Meet Robin Robertson, a creative genius in the vegan cooking world who’s written 19 cookbooks and counting. She’s an inventive and tireless vegan cook who has inspired so many with her taste for the exciting and exotic as well as the quick-and-easy. Along with her many books, she also writes a column for VegNews and blogs about her amazing recipe creations, too. If you missed out or didn’t win in this week’s cookbook giveaway from Jo Stepaniak, you have another chance right now! Robin is allowing us to give away a copy of her book Quick-Fix Vegan to one of our lucky readers (read to the bottom for all the details).
Allison Rivers Samson: You are a prolific author, writing 19 cookbooks thus far! How do you decide it’s time to write another and how do you choose the theme? How long does your process take, generally, from start to finish?
Robin Robertson: The process is different with each book, really. Often my books are extensions of my own interests, such as my love of spicy food with Vegan Fire & Spice, or my years as a professional caterer with Party Vegan, and my two slow cooker books, because I love using a slow cooker. Other times, I see a real need for a book, which is what happened with Vegan on the Cheap and Quick-Fix Vegan – everyone wants to cook cheaper and faster! Other times, a publisher approaches me with a book idea, as was the case with 1,000 Vegan Recipes and a few others. Depending on the length of the book and the number of recipes, the process takes around a year. One exception was the 1,000 Vegan Recipes book – that one took most of three years from start to finish.

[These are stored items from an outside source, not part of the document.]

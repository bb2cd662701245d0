use serde::{Deserialize, Serialize};

use crate::{ArenaConfigError, Side};

/// Arena dimensions and body constants for one match.
///
/// Defaults reproduce the classic 700x500 window: 20x100 paddles moving 20
/// units per move, a radius-7 ball travelling 5 units per tick, and 60 ticks
/// per simulated second.
///
/// # Example
///
/// ```
/// use pongevo_engine::{ArenaConfig, Side};
///
/// let arena = ArenaConfig::default();
/// assert_eq!(arena.paddle_origin(Side::Left), (10.0, 200.0));
/// assert_eq!(arena.paddle_origin(Side::Right), (670.0, 200.0));
/// assert_eq!(arena.max_paddle_y(), 400.0);
/// assert!(arena.validate().is_ok());
/// ```
#[derive(Debug, Clone, PartialEq, Serialize, Deserialize)]
#[serde(default, deny_unknown_fields)]
pub struct ArenaConfig {
    pub width: f32,
    pub height: f32,
    pub paddle_width: f32,
    pub paddle_height: f32,
    /// Distance moved by one accepted paddle move.
    pub paddle_velocity: f32,
    /// Gap between a paddle and its side wall.
    pub paddle_margin: f32,
    pub ball_radius: f32,
    /// Ball speed per tick; also the bound on vertical speed after a bounce.
    pub ball_max_velocity: f32,
    /// Serves leave the center at an angle drawn from `[-max, max]` degrees.
    pub max_serve_angle_deg: f32,
    /// Fixed simulation rate used to convert ticks into elapsed time.
    pub ticks_per_second: u32,
}

impl Default for ArenaConfig {
    fn default() -> Self {
        Self {
            width: 700.0,
            height: 500.0,
            paddle_width: 20.0,
            paddle_height: 100.0,
            paddle_velocity: 20.0,
            paddle_margin: 10.0,
            ball_radius: 7.0,
            ball_max_velocity: 5.0,
            max_serve_angle_deg: 30.0,
            ticks_per_second: 60,
        }
    }
}

impl ArenaConfig {
    /// Checks that the bodies fit inside the arena.
    ///
    /// # Errors
    ///
    /// Returns the first violated constraint. Every length and speed must be
    /// finite and positive (the paddle margin may be zero), the paddle must
    /// fit the arena height and the two paddles must not touch.
    pub fn validate(&self) -> Result<(), ArenaConfigError> {
        if !(is_positive(self.width) && is_positive(self.height)) {
            return Err(ArenaConfigError::NonPositiveArena {
                width: self.width,
                height: self.height,
            });
        }
        if !(is_positive(self.paddle_width) && is_positive(self.paddle_height)) {
            return Err(ArenaConfigError::NonPositivePaddle {
                width: self.paddle_width,
                height: self.paddle_height,
            });
        }
        if self.paddle_height > self.height {
            return Err(ArenaConfigError::PaddleTooTall {
                paddle_height: self.paddle_height,
                arena_height: self.height,
            });
        }
        // Written so that a NaN margin fails too
        if !(self.paddle_margin.is_finite()
            && self.paddle_margin >= 0.0
            && 2.0 * (self.paddle_margin + self.paddle_width) < self.width)
        {
            return Err(ArenaConfigError::PaddlesOverlap {
                margin: self.paddle_margin,
                paddle_width: self.paddle_width,
                arena_width: self.width,
            });
        }
        if !is_positive(self.paddle_velocity) {
            return Err(ArenaConfigError::NonPositivePaddleVelocity(
                self.paddle_velocity,
            ));
        }
        if !(is_positive(self.ball_radius) && is_positive(self.ball_max_velocity)) {
            return Err(ArenaConfigError::InvalidBall {
                radius: self.ball_radius,
                velocity: self.ball_max_velocity,
            });
        }
        if !(0.0..80.0).contains(&self.max_serve_angle_deg) {
            return Err(ArenaConfigError::InvalidServeAngle(
                self.max_serve_angle_deg,
            ));
        }
        if self.ticks_per_second == 0 {
            return Err(ArenaConfigError::ZeroTickRate);
        }
        Ok(())
    }

    /// Largest valid paddle `y` (top edge) for this arena.
    #[must_use]
    pub fn max_paddle_y(&self) -> f32 {
        self.height - self.paddle_height
    }

    /// Starting top-left corner of the given side's paddle.
    #[must_use]
    pub fn paddle_origin(&self, side: Side) -> (f32, f32) {
        let y = self.height / 2.0 - self.paddle_height / 2.0;
        let x = match side {
            Side::Left => self.paddle_margin,
            Side::Right => self.width - self.paddle_margin - self.paddle_width,
        };
        (x, y)
    }

    /// Center of the arena, where every serve starts.
    #[must_use]
    pub fn center(&self) -> (f32, f32) {
        (self.width / 2.0, self.height / 2.0)
    }
}

fn is_positive(value: f32) -> bool {
    value.is_finite() && value > 0.0
}

#[cfg(test)]
mod tests {
    use super::*;

    #[test]
    fn test_default_is_valid() {
        assert_eq!(ArenaConfig::default().validate(), Ok(()));
        assert_eq!(ArenaConfig::default().center(), (350.0, 250.0));
    }

    #[test]
    fn test_rejects_paddle_taller_than_arena() {
        let arena = ArenaConfig {
            paddle_height: 600.0,
            ..ArenaConfig::default()
        };
        assert!(matches!(
            arena.validate(),
            Err(ArenaConfigError::PaddleTooTall { .. })
        ));
    }

    #[test]
    fn test_rejects_overlapping_paddles() {
        let arena = ArenaConfig {
            width: 50.0,
            ..ArenaConfig::default()
        };
        assert!(matches!(
            arena.validate(),
            Err(ArenaConfigError::PaddlesOverlap { .. })
        ));
    }

    #[test]
    fn test_rejects_non_finite_lengths() {
        let arena = ArenaConfig {
            paddle_margin: f32::NAN,
            ..ArenaConfig::default()
        };
        assert!(matches!(
            arena.validate(),
            Err(ArenaConfigError::PaddlesOverlap { .. })
        ));

        let arena = ArenaConfig {
            paddle_margin: -1.0,
            ..ArenaConfig::default()
        };
        assert!(arena.validate().is_err());

        let arena = ArenaConfig {
            width: f32::INFINITY,
            ..ArenaConfig::default()
        };
        assert!(matches!(
            arena.validate(),
            Err(ArenaConfigError::NonPositiveArena { .. })
        ));

        let arena = ArenaConfig {
            ball_max_velocity: f32::INFINITY,
            ..ArenaConfig::default()
        };
        assert!(matches!(
            arena.validate(),
            Err(ArenaConfigError::InvalidBall { .. })
        ));
    }

    #[test]
    fn test_rejects_zero_tick_rate() {
        let arena = ArenaConfig {
            ticks_per_second: 0,
            ..ArenaConfig::default()
        };
        assert_eq!(arena.validate(), Err(ArenaConfigError::ZeroTickRate));
    }

    #[test]
    fn test_partial_json_uses_defaults() {
        let arena: ArenaConfig = serde_json::from_str(r#"{ "width": 800.0 }"#).unwrap();
        assert_eq!(arena.width, 800.0);
        assert_eq!(arena.height, 500.0);
        assert!(serde_json::from_str::<ArenaConfig>(r#"{ "depth": 1.0 }"#).is_err());
    }
}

ARS: You are also one of my sister columnists for VegNews Magazine, writing the “Global Vegan” column. How do you come up with recipes for your columns compared with those you create for a cookbook? Is it any different? Another way of asking that: how do you decide which recipes you’ll use for your column and which to publish in a book?
RR: Deciding on recipes for my “Global Vegan” column is much different than working on a book. The column is extremely finite: only a certain number of columns per year, and a certain number of words. Also, I need to focus on a particular recipe from a particular part of the world. For each column, I pick cultures that interest me or that I already know about from experience. I want readers to come away feeling like they were enriched with new information – and great new recipes to try as well. A cookbook doesn’t have those same specific limitations, although it has its own set of guidelines. I love to discover new cuisines that I can get excited about.
ARS: How has your classical cooking training supported you as a vegan chef?
RR: My classical cooking training totally influenced my vegan cooking in the beginning. Going vegan (macrobiotic, at the time, actually) right off a stint as a French restaurant chef was like night and day. My main focus at the time was figuring out ways to make plant-based ingredients taste as rich and delicious as what I cooked in the restaurants I worked in. At the time, there were very few cookbooks or other guidance for the kinds of recipes I wanted to create, so I started writing the recipes – and then the cookbooks – myself.
ARS: How did veganism become a lifestyle for you?
RR: I feel there was always a vegan inside me trying to get out. As a child, I adored animals and thought of them as my friends. I never liked eating meat. When I was eighteen, I tried to go vegetarian, but at that time where I lived there were no stores, no cookbooks, no guidance of any kind (and of course no Internet). I couldn’t make it work, and then I got sidetracked with my cooking profession. So it was several years later when I finally quit restaurant work, that I went vegan literally overnight. For me it was effortless, because it was an act of love for the animals. I felt a sense of peace within myself for the first time in my life.
ARS: What easy meal ideas or tips would you make for new vegans starting to cook?
RR: This is my best advice for beginners:
• Tweak familiar favorites: List your favorite dishes and make notes about what ingredient(s) need to be swapped out to make them vegan (sometimes it’s just one ingredient), use the web or a vegan cookbook to look up appropriate substitutions if you don’t know them, then rotate these dishes regularly.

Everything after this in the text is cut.